Dick Fuld Will Not Be Defeated
It's been nearly a year since Lehman Brothers went bust, making it the perfect occasion to send a reporter to hunt down Lehman's former CEO, Dick Fuld. A Reuters correspondent managed to find him last Friday, looking tan and dressed in and well-rested at his "country house in a bucolic setting beside a river and amid tree-covered slopes in Ketchum, Idaho." So how's he doing?
Not so bad, especially since the mysterious person standing in his driveway isn't there to kill him. "You don't have a gun; that's good," he says to the reporter.
As for the anniversary that is looming, Fuld says he's fully prepared for whatever comes his way:
You know what? The anniversary's coming up. I've been pummeled, I've been dumped on, and it's all going to happen again. I can handle it. You know what, let them line up.
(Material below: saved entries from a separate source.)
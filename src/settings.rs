use std::fs;
use std::io;
use std::path::{Path, PathBuf};

use serde::{Deserialize, Serialize};
use serde_json::Value;

use crate::constants::{
    DEFAULT_SPEED_LEVEL, DEFAULT_WINDOW_HEIGHT, DEFAULT_WINDOW_WIDTH, MAX_SPEED_LEVEL, MIN_SPEED_LEVEL, MIN_WINDOW_HEIGHT,
    MIN_WINDOW_WIDTH,
};
use crate::error::StoreError;

/// Snake speed, always within `MIN_SPEED_LEVEL..=MAX_SPEED_LEVEL`.
#[derive(Copy, Clone, Debug, PartialEq, Eq, PartialOrd, Ord, Serialize, Deserialize)]
#[serde(transparent)]
pub struct SpeedLevel(u8);

impl SpeedLevel {
    pub fn new(level: i64) -> Self {
        Self(level.clamp(MIN_SPEED_LEVEL as i64, MAX_SPEED_LEVEL as i64) as u8)
    }

    pub fn get(self) -> u8 {
        self.0
    }

    pub fn step(self, delta: i8) -> Self {
        Self::new(self.0 as i64 + delta as i64)
    }

    /// Simulation ticks per second: 6 at level 1 up to 22 at level 10.
    pub fn ticks_per_second(self) -> u32 {
        6 + (self.0 as u32 - 1) * 16 / 9
    }
}

impl Default for SpeedLevel {
    fn default() -> Self {
        Self(DEFAULT_SPEED_LEVEL)
    }
}

#[derive(Copy, Clone, Debug, PartialEq, Eq, Serialize, Deserialize)]
pub struct Settings {
    pub speed_level: SpeedLevel,
    pub fullscreen: bool,
    pub window_size: (u32, u32),
}

impl Default for Settings {
    fn default() -> Self {
        Self {
            speed_level: SpeedLevel::default(),
            fullscreen: false,
            window_size: (DEFAULT_WINDOW_WIDTH, DEFAULT_WINDOW_HEIGHT),
        }
    }
}

/// Raises both dimensions to at least the window floor.
pub fn clamp_window_size(width: u32, height: u32) -> (u32, u32) {
    (width.max(MIN_WINDOW_WIDTH), height.max(MIN_WINDOW_HEIGHT))
}

fn dimension(value: &Value) -> Option<u32> {
    if let Some(v) = value.as_u64() {
        return Some(v.min(u32::MAX as u64) as u32);
    }
    if value.as_i64().is_some() {
        return Some(0);
    }
    value.as_f64().map(|v| v.clamp(0.0, u32::MAX as f64) as u32)
}

impl Settings {
    /// Merges every well-typed field of `value` over the defaults.
    pub fn from_json(value: &Value) -> Self {
        let mut settings = Settings::default();
        let Some(map) = value.as_object() else {
            tracing::debug!("settings are not a JSON object, using defaults");
            return settings;
        };

        if let Some(level) = map.get("speed_level").and_then(Value::as_i64) {
            settings.speed_level = SpeedLevel::new(level);
        }
        if let Some(fullscreen) = map.get("fullscreen").and_then(Value::as_bool) {
            settings.fullscreen = fullscreen;
        }
        if let Some([w, h]) = map.get("window_size").and_then(Value::as_array).map(Vec::as_slice) {
            if let (Some(w), Some(h)) = (dimension(w), dimension(h)) {
                settings.window_size = clamp_window_size(w, h);
            }
        }
        settings
    }
}

pub struct SettingsStore {
    path: PathBuf,
}

impl SettingsStore {
    pub fn new(path: impl Into<PathBuf>) -> Self {
        Self { path: path.into() }
    }

    pub fn path(&self) -> &Path {
        &self.path
    }

    pub fn load(&self) -> Settings {
        let text = match fs::read_to_string(&self.path) {
            Ok(text) => text,
            Err(err) if err.kind() == io::ErrorKind::NotFound => return Settings::default(),
            Err(source) => {
                let err = StoreError::Read { path: self.path.clone(), source };
                tracing::warn!("{err}, using default settings");
                return Settings::default();
            }
        };

        match serde_json::from_str::<Value>(&text) {
            Ok(value) => Settings::from_json(&value),
            Err(err) => {
                tracing::warn!(path = %self.path.display(), "malformed settings ({err}), using defaults");
                Settings::default()
            }
        }
    }

    pub fn try_save(&self, settings: &Settings) -> Result<(), StoreError> {
        let text = serde_json::to_string_pretty(settings)?;
        fs::write(&self.path, text).map_err(|source| StoreError::Write { path: self.path.clone(), source })
    }

    /// Best effort: a failed write is logged and otherwise ignored.
    pub fn save(&self, settings: &Settings) {
        match self.try_save(settings) {
            Ok(()) => tracing::debug!(?settings, "settings saved"),
            Err(err) => tracing::warn!("{err}"),
        }
    }
}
If Fuld seems a little embattled, he has good reason. Since Lehman went bankrupt, he's lost $1 billion in net worth, he and his wife have been forced to sell their Park Avenue apartment and pieces from their art collection, he's been pushed off the boards of several non-profits, and he now has to fly coach. But he's still keeping a positive attitude.
I'm not a defeatist... I do believe at the end of the day that the good guys do win. I do believe that.